The Brutal Gay Torture Murder of Hello Dolly’s “Barnaby” Danny Lockin
One of the most brutal gay murders in Hollywood and Broadway history was of the talented Danny Lockin who played the role of “Barnaby” in both the Broadway and movie version of “Hello Dolly” at the age of 34.
In 1965 Danny Lockin replaced Jerry Dodge in the role of Barnaby Tucker in Hello, Dolly! 5 and went across the United States on six traveling productions with several actresses playing Dolly Levi, including Betty Grable, Ginger Rogers, Eve Arden, Dorothy Lamour and Anne Russell. He remained in the role for the movie version of Hello, Dolly! after enduring an audtion and 13 callbacks before finally getting the role. When filming for movie ended, Lockin continued the role in the Broadway version of Hello, Dolly!, where he worked with both Ethel Merman and Phyllis Diller until it closed on Dec. 27, 1970. He had mixed feelings about Carol Channing as Dolly, about whom he once said: “Carol Channing is rather disconcerting. You’ll notice her looking at you with those big baby-stare eyes. Then eventually it dawns on you that the person behind those eyes is, in show business terms, about 200 years old.” He also later expressed unhappiness with the way audiences reacted to Merman in the role of Dolly Levi, and how this changed the show. “She wasn’t Dolly up there, she was Ethel Merman in Dolly clothes. … The audiences came, of course; they came to see the Ethel Merman version. But it wasn’t Hello, Dolly! any more, it was her show. … Channing or Streisand, they were part of a cast, trying to act out a character. But with Ethel Merman—and not just her fault, with the audience, she was such an institution—the rest of us felt like just her chorus boys or her chorus line.

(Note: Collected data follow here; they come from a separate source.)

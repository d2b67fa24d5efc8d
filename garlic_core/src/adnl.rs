//! Handles of the collaborators this crate plugs into: the ADNL datagram
//! transport and the peer-discovery overlay.
//!
//! Both are modelled as command enums carried over bounded channels. The
//! embedding node owns the receiving ends and is responsible for executing
//! the requests; everything in this crate only ever holds a sender.

use std::net::{SocketAddr, SocketAddrV4};
use std::time::SystemTime;

use futures::channel::mpsc;

use garlic_crypto::{sha256, PublicKey, ShortId};
use garlic_packet::garlic::PUBLIC_OVERLAY_DESCRIPTOR_ID;

use crate::time::unix_time;

/// Commands accepted by the ADNL transport.
#[derive(Clone, Debug, Eq, PartialEq)]
pub enum AdnlRequest {
    /// Best-effort datagram message to another node.
    SendMessage {
        /// Local identity the message is sent from.
        src: ShortId,
        /// Short id of the destination node.
        dst: ShortId,
        /// Serialized message.
        data: Vec<u8>,
    },
    /// Like `SendMessage`, but the transport must not fall back to peer
    /// discovery to locate `dst`.
    SendMessageDirect {
        /// Local identity the message is sent from.
        src: ShortId,
        /// Short id of the destination node.
        dst: ShortId,
        /// Serialized message.
        data: Vec<u8>,
    },
    /// Raw UDP datagram emission.
    SendUdpPacket {
        /// Local identity used for logging on the transport side.
        src: ShortId,
        /// Destination socket address.
        addr: SocketAddr,
        /// Datagram payload.
        data: Vec<u8>,
    },
    /// Inject a datagram into the local stack as if it had been received
    /// from `src_addr`, with a wildcard category mask.
    ReceivePacket {
        /// Source address carried through the tunnel, when known.
        src_addr: Option<SocketAddrV4>,
        /// The fully peeled datagram.
        data: Vec<u8>,
    },
    /// Register (or re-register) a local identity with an address list.
    AddId {
        /// Full public key of the identity.
        id: PublicKey,
        /// Addresses the identity is reachable at.
        addr_list: AddressList,
        /// ADNL category of the identity.
        category: u8,
        /// Ignore any remote address peers advertise for this identity,
        /// forcing inbound traffic through the listed addresses.
        ignore_remote_addr: bool,
    },
    /// Route DHT traffic of the identity through a custom DHT node.
    SetCustomDhtNode {
        /// Short id of the identity.
        id: ShortId,
        /// Short id of the DHT client identity to use.
        dht: ShortId,
    },
}

/// Shorthand for the transmit half of the ADNL request channel.
pub type AdnlTx = mpsc::Sender<AdnlRequest>;

/// Requests to the peer-discovery overlay.
#[derive(Clone, Debug, Eq, PartialEq)]
pub enum OverlayRequest {
    /// Join a public overlay.
    Join {
        /// Local identity joining the overlay.
        local_id: ShortId,
        /// Overlay to join.
        overlay_id: ShortId,
        /// Membership metadata.
        meta: String,
    },
    /// Leave a previously joined overlay.
    Leave {
        /// Local identity leaving the overlay.
        local_id: ShortId,
        /// Overlay to leave.
        overlay_id: ShortId,
    },
    /// Ask for a batch of random overlay members. Answers are fed back via
    /// `GarlicManager::handle_random_peers`.
    RandomPeers {
        /// Local identity asking.
        local_id: ShortId,
        /// Overlay to sample.
        overlay_id: ShortId,
        /// Maximum number of peers to return.
        limit: usize,
    },
}

/// Shorthand for the transmit half of the overlay request channel.
pub type OverlayTx = mpsc::Sender<OverlayRequest>;

/// Membership metadata every garlic node attaches to the overlay.
pub const GARLIC_OVERLAY_META: &str = r#"{ "type": "garlic" }"#;

/// The well-known overlay id: the hash of the public overlay descriptor tag.
pub fn public_overlay_id() -> ShortId {
    ShortId::from(sha256(&PUBLIC_OVERLAY_DESCRIPTOR_ID))
}

/// Externally visible address of a tunnelled identity: reachable via `relay`
/// under the terminal session key `pubkey`.
#[derive(Clone, Debug, Eq, PartialEq)]
pub struct TunnelAddress {
    /// Short id of the last relay of the chain.
    pub relay: ShortId,
    /// Terminal session key peers encrypt tunnel packets under.
    pub pubkey: PublicKey,
}

/// Address list an identity is registered with. The empty list is the
/// not-reachable binding used while no chain is ready.
#[derive(Clone, Debug, Eq, PartialEq)]
pub struct AddressList {
    /// Unix timestamp of the moment the list was assembled.
    pub version: u64,
    /// Addresses in order of preference.
    pub addrs: Vec<TunnelAddress>,
}

impl AddressList {
    /// An address list with no addresses.
    pub fn empty() -> AddressList {
        AddressList {
            version: unix_time(SystemTime::now()),
            addrs: Vec::new(),
        }
    }

    /// An address list with a single tunnel address.
    pub fn tunnel(relay: ShortId, pubkey: PublicKey) -> AddressList {
        AddressList {
            version: unix_time(SystemTime::now()),
            addrs: vec![TunnelAddress { relay, pubkey }],
        }
    }

    /// Whether the list carries no addresses.
    pub fn is_empty(&self) -> bool {
        self.addrs.is_empty()
    }
}
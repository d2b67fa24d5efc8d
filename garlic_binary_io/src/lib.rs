/*! Serialization and deserialization traits used by every wire type of the
garlic overlay.

Parsing is built on nom function combinators, generation on cookie_factory.
Both operate on flat byte slices so that packets can be nested without any
intermediate allocation.
*/

#![forbid(unsafe_code)]

mod crypto;

pub use cookie_factory::GenError;
pub use nom::IResult;

use cookie_factory::{do_gen, gen_slice};

/// The trait which provides parsing from a byte slice.
pub trait FromBytes: Sized {
    /// Parse a value of this type from the beginning of `input`, returning
    /// the unconsumed rest of the slice.
    fn from_bytes(input: &[u8]) -> IResult<&[u8], Self>;
}

/// The trait which provides serialization into a `(buffer, offset)` pair.
pub trait ToBytes {
    /// Write the serialized form of `self` into `buf`, returning the buffer
    /// and the offset past the written bytes.
    fn to_bytes<'a>(&self, buf: (&'a mut [u8], usize)) -> Result<(&'a mut [u8], usize), GenError>;
}

macro_rules! array_impls {
    ($($n:expr)+) => {
        $(
            impl FromBytes for [u8; $n] {
                fn from_bytes(input: &[u8]) -> IResult<&[u8], Self> {
                    use std::convert::TryInto;
                    nom::combinator::map_opt(
                        nom::bytes::complete::take($n as usize),
                        |bytes: &[u8]| bytes.try_into().ok()
                    )(input)
                }
            }

            impl ToBytes for [u8; $n] {
                fn to_bytes<'a>(&self, buf: (&'a mut [u8], usize)) -> Result<(&'a mut [u8], usize), GenError> {
                    do_gen!(buf, gen_slice!(self.as_ref()))
                }
            }
        )+
    }
}

array_impls!(4 16 24 32);

/// Test that serializing a value and parsing it back yields the original.
#[macro_export]
macro_rules! encode_decode_test (
    ($test:ident, $value:expr) => (
        #[test]
        fn $test() {
            fn decode_same_type<'a, T: FromBytes>(_: &T, input: &'a [u8]) -> IResult<&'a [u8], T> {
                T::from_bytes(input)
            }

            let value = $value;
            let mut buf = [0; 1024 * 1024];
            let (_, size) = value.to_bytes((&mut buf, 0)).unwrap();
            let (rest, decoded_value) = decode_same_type(&value, &buf[..size]).unwrap();
            assert!(rest.is_empty());
            assert_eq!(decoded_value, value);
        }
    )
);
/*! Ping message
*/

use super::*;

use cookie_factory::{do_gen, gen_call, gen_slice};
use garlic_binary_io::*;
use garlic_crypto::ShortId;
use nom::bytes::complete::tag;

/// Tag of the `Ping` message.
pub const PING_ID: [u8; 4] = 0xf3c1_49ab_u32.to_le_bytes();

/** Liveness probe for a tunnel midpoint. The relay holding `tunnel_id`
refreshes its TTL and answers with a [`Pong`](./struct.Pong.html) carrying the
same nonce over the midpoint's return path.

Serialized form:

Length   | Content
-------- | ------
`4`      | Tag
`32`     | Tunnel id
`32`     | Nonce

*/
#[derive(Clone, Debug, Eq, PartialEq)]
pub struct Ping {
    /// Short id of the midpoint being probed.
    pub tunnel_id: ShortId,
    /// Nonce echoed back in the pong.
    pub nonce: [u8; 32],
}

impl FromBytes for Ping {
    fn from_bytes(input: &[u8]) -> IResult<&[u8], Self> {
        let (input, _) = tag(&PING_ID[..])(input)?;
        let (input, tunnel_id) = ShortId::from_bytes(input)?;
        let (input, nonce) = <[u8; 32]>::from_bytes(input)?;
        Ok((input, Ping { tunnel_id, nonce }))
    }
}

impl ToBytes for Ping {
    fn to_bytes<'a>(&self, buf: (&'a mut [u8], usize)) -> Result<(&'a mut [u8], usize), GenError> {
        do_gen!(buf,
            gen_slice!(PING_ID.as_ref()) >>
            gen_call!(|buf, id| ShortId::to_bytes(id, buf), &self.tunnel_id) >>
            gen_slice!(self.nonce.as_ref())
        )
    }
}
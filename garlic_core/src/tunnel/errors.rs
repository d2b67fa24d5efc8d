//! Errors of the tunnel points.

use futures::channel::mpsc::SendError;
use thiserror::Error;

use crate::keyring::KeyringError;

/// Error that can happen when a tunnel point processes a datagram.
#[derive(Clone, Debug, Eq, PartialEq, Error)]
pub enum HandleTunnelPacketError {
    /// The datagram is not framed as a tunnel packet.
    #[error("Invalid tunnel packet prefix")]
    InvalidPrefix,
    /// The prefix id does not name the expected peel layer.
    #[error("Wrong midpoint id at layer {layer}")]
    WrongMidpoint {
        /// Index of the peel layer the mismatch occurred at.
        layer: usize,
    },
    /// Decryption failed at some layer.
    #[error("Failed to decrypt tunnel packet: {0}")]
    Decrypt(KeyringError),
    /// The decrypted layer is neither packet contents nor a custom message.
    #[error("Malformed tunnel packet contents")]
    Malformed,
    /// The wrapped datagram would no longer fit a message.
    #[error("Tunnel packet too large")]
    Oversize,
    /// Send packet(s) error.
    #[error("Send packet(s) error")]
    SendTo(SendError),
}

On the night of August 21, 1977 Lockin went to a gay bar in Garden Grove, California. He left the bar with a slight, 34-year-old unemployed medical clerk, Charles Leslie Hopkins (who already had a police record and was on probation at the time). Several hours later, Hopkins called police to say that a man had entered his apartment and tried to rob him. Upon arrival, police found Lockin’s body on the floor of Hopkin’s apartment. He had been stabbed 100 times, and bled to death. Lockins body had also been mutilated after death. Hopkins claimed he had no idea how the dead body got in his apartment. Hopkins was arrested immediately.
Police found a book of pornographic pictures in Hopkins’ apartment which showed men being tortured during sexual orgies. Prosecutors initially intended to seek a first degree murder conviction, and to use the book to prove that Hopkins had planned the murder. Hopkins’ trial began in May 1978, but endured a two-month delay. During the delay, the Supreme Court of the United States held in United States v. Chadwick, 433 U.S. 1 (1977), that police may not engage in warrantless searches of an individual’s property in the absence of an exigency. On July 31, the trial court ruled the pornographic book inadmissible as evidence. On August 8, the trial court judge held that the death penalty could not be applied to Hopkins due to lack of evidence of premeditation.
On September 28, 1978, Hopkins was convicted of voluntary manslaughter and was sentenced to a three-year prison term. Since the court was permitted to consider suppressed evidence if the evidence was not seized merely to obtain a lengthier prison sentence and it did not “shock the conscience of the court,” the trial judge increased Hopkins’ sentence from the usual three years to four years.